His helmet and uniform lay buried in the hiding-place under the floor, but his revolvers he kept on under his coat, in the leathern belt strapped around his waist. This fact was significant of the deadly peril in which they all were.
While the women were hastily getting through their household duties in order to have a long talk with him, he roamed about the garden and finally stretched himself out on the benches under the six weeping-willows at the foot of the orange avenue.
”Who dat lying under our trees, Miss Hansie?” ”Gentleman Jim”
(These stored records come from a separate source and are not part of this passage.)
//! 思考阶段：上下文压缩、洞察提取、下一步建议与可选的反思轮

pub mod insights;
pub mod processor;
pub mod strategy;

pub use insights::{extract_insights, next_action_text};
pub use processor::{ThinkingConfig, ThinkingPhaseResult, ThinkingProcessor};
pub use strategy::{CompressionOutcome, CompressionStrategy, SemanticCompressor};
//! Mock LLM 客户端（用于测试，无需 API）
//!
//! 按顺序回放预设响应；脚本耗尽后回显最后一条 User 消息并调用完成工具，便于本地跑通回合流程。

use std::collections::VecDeque;
use std::sync::Mutex;

use async_trait::async_trait;
use serde_json::json;

use crate::llm::{CompletionRequest, CompletionResponse, LlmClient, LlmError, Usage};
use crate::memory::{Role, TokenEstimator};
use crate::tools::{ToolUseRequest, COMPLETION_TOOL};

/// Mock 客户端：脚本化响应 + 累计 token 统计
#[derive(Debug, Default)]
pub struct MockLlmClient {
    script: Mutex<VecDeque<Result<CompletionResponse, LlmError>>>,
    usage: Mutex<Usage>,
    requests: Mutex<Vec<CompletionRequest>>,
}

impl MockLlmClient {
    pub fn new() -> Self {
        Self::default()
    }

    pub fn with_responses(responses: impl IntoIterator<Item = CompletionResponse>) -> Self {
        let client = Self::new();
        for r in responses {
            client.push(Ok(r));
        }
        client
    }

    pub fn push(&self, response: Result<CompletionResponse, LlmError>) {
        if let Ok(mut script) = self.script.lock() {
            script.push_back(response);
        }
    }

    /// 已收到的请求数
    pub fn request_count(&self) -> usize {
        self.requests.lock().map(|r| r.len()).unwrap_or(0)
    }

    /// 最近一次请求的 system 提示
    pub fn last_system_prompt(&self) -> Option<String> {
        self.requests
            .lock()
            .ok()
            .and_then(|r| r.last().map(|req| req.system.clone()))
    }

    fn fallback(request: &CompletionRequest) -> CompletionResponse {
        let last_user = request
            .messages
            .iter()
            .rev()
            .find(|m| m.role == Role::User)
            .map(|m| m.content.as_str())
            .unwrap_or("(no input)");
        CompletionResponse::text(format!("Echo from Mock: {}", last_user)).with_tool_use(
            ToolUseRequest::new(COMPLETION_TOOL, json!({ "result": last_user })),
        )
    }
}

#[async_trait]
impl LlmClient for MockLlmClient {
    async fn complete(&self, request: &CompletionRequest) -> Result<CompletionResponse, LlmError> {
        if let Ok(mut log) = self.requests.lock() {
            log.push(request.clone());
        }
        let scripted = self.script.lock().ok().and_then(|mut s| s.pop_front());
        let mut response = match scripted {
            Some(r) => r?,
            None => Self::fallback(request),
        };

        response.usage = Usage {
            prompt_tokens: (TokenEstimator::estimate(&request.system)
                + TokenEstimator::estimate_messages(&request.messages)) as u64,
            completion_tokens: TokenEstimator::estimate(&response.text_content()) as u64,
        };
        if let Ok(mut total) = self.usage.lock() {
            total.prompt_tokens += response.usage.prompt_tokens;
            total.completion_tokens += response.usage.completion_tokens;
        }
        Ok(response)
    }

    fn token_usage(&self) -> (u64, u64, u64) {
        self.usage
            .lock()
            .map(|u| (u.prompt_tokens, u.completion_tokens, u.total()))
            .unwrap_or((0, 0, 0))
    }
}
inquired, from his perch in the mulberry tree behind the house.
”A friend of ours, Jim. He has been very ill in the hospital and has asked us to let him spend the day in our garden.”
”Oh yes, I can see him's cloes much too big for him.”
”Hand me that basket, Jim, if it is full,” Hansie commanded. ”Here is another; and when you have finished, make a big fire in the kitchen, because we must have a nice dinner to-day for the baas.”
”All right, little missie,” was the respectful answer.
”Gentleman Jim” was settled, and the same performance was gone through casually with Flippie and Paulus; but the three Italian gardeners and the eight or ten Kaffirs employed by them were left to think what they pleased, and they went about their work without taking the slightest notice of Captain Naude.
”The people in your hospital have nice ruddy complexions,” Mrs. van Warmelo said laughingly, when Hansie told her what the Captain was pa.s.sing for; but the ruse answered, and, for the time at least, all suspicions were lulled to rest.
When they joined the Captain in the garden later on they invited him to help them to gather strawberries for the people who were coming to see him again that afternoon. They were just engaged in the pleasant task, chatting gaily and feeling, oh, so safe, when Mrs. van Warmelo started violently.
The sergeant-major was standing on the other side of the fence, watching them intently.
Captain Naude bent low over the strawberry plants and whispered: ”Don't move. Go on picking quietly. He will soon go away.”
He did, apparently satisfied with the appearance of the stranger, but the ladies had been seized with a sudden nervousness and implored the Captain to come into the house.
Mrs. van Warmelo pointed out to him a group of dense loquat trees, with dark-green, glossy foliage, a suitable place of refuge should he be compelled to flee from the house at night.
He was not a man of many words, but, once started, there was no difficulty in getting all the information they wanted out of him, and he answered their leading questions in a simple, straightforward way, his every word bearing the unmistakable stamp of truth.
I have avoided going into the details of the actual war as much as possible.
It has not been my intention to weary my reader with dry facts concerning battlefields, nor to give the war reports and war rumours, so often unreliable, with which Hansie's diary is filled, but the events connected with Captain Naude's first visit to Harmony I wish to give in the smallest detail. Great historical truths stand out in bold relief against a background of minute details and the realistic description of the common life. This background Hansie's diary affords better than anything written from memory after many years could have done.
While the Captain slept Hansie made her notes, and when he woke she was with him again for further news.
Her thirst for information was insatiable.
”I have been longing to ask you, Captain, where you got your English uniform,” Hansie said as they sat down in the dining-room with the great bowls of scarlet strawberries before them. ”Tell us everything while we remove these stems.”
”You have heard of the terrible battle we had at Bakenlaagte--when Colonel Benson fell, mortally wounded? I was there.”
”Were you?” they exclaimed in breathless surprise.
”Yes, and the uniform lying buried under your floor I myself took from the dead body of Colonel Thorold after the battle.”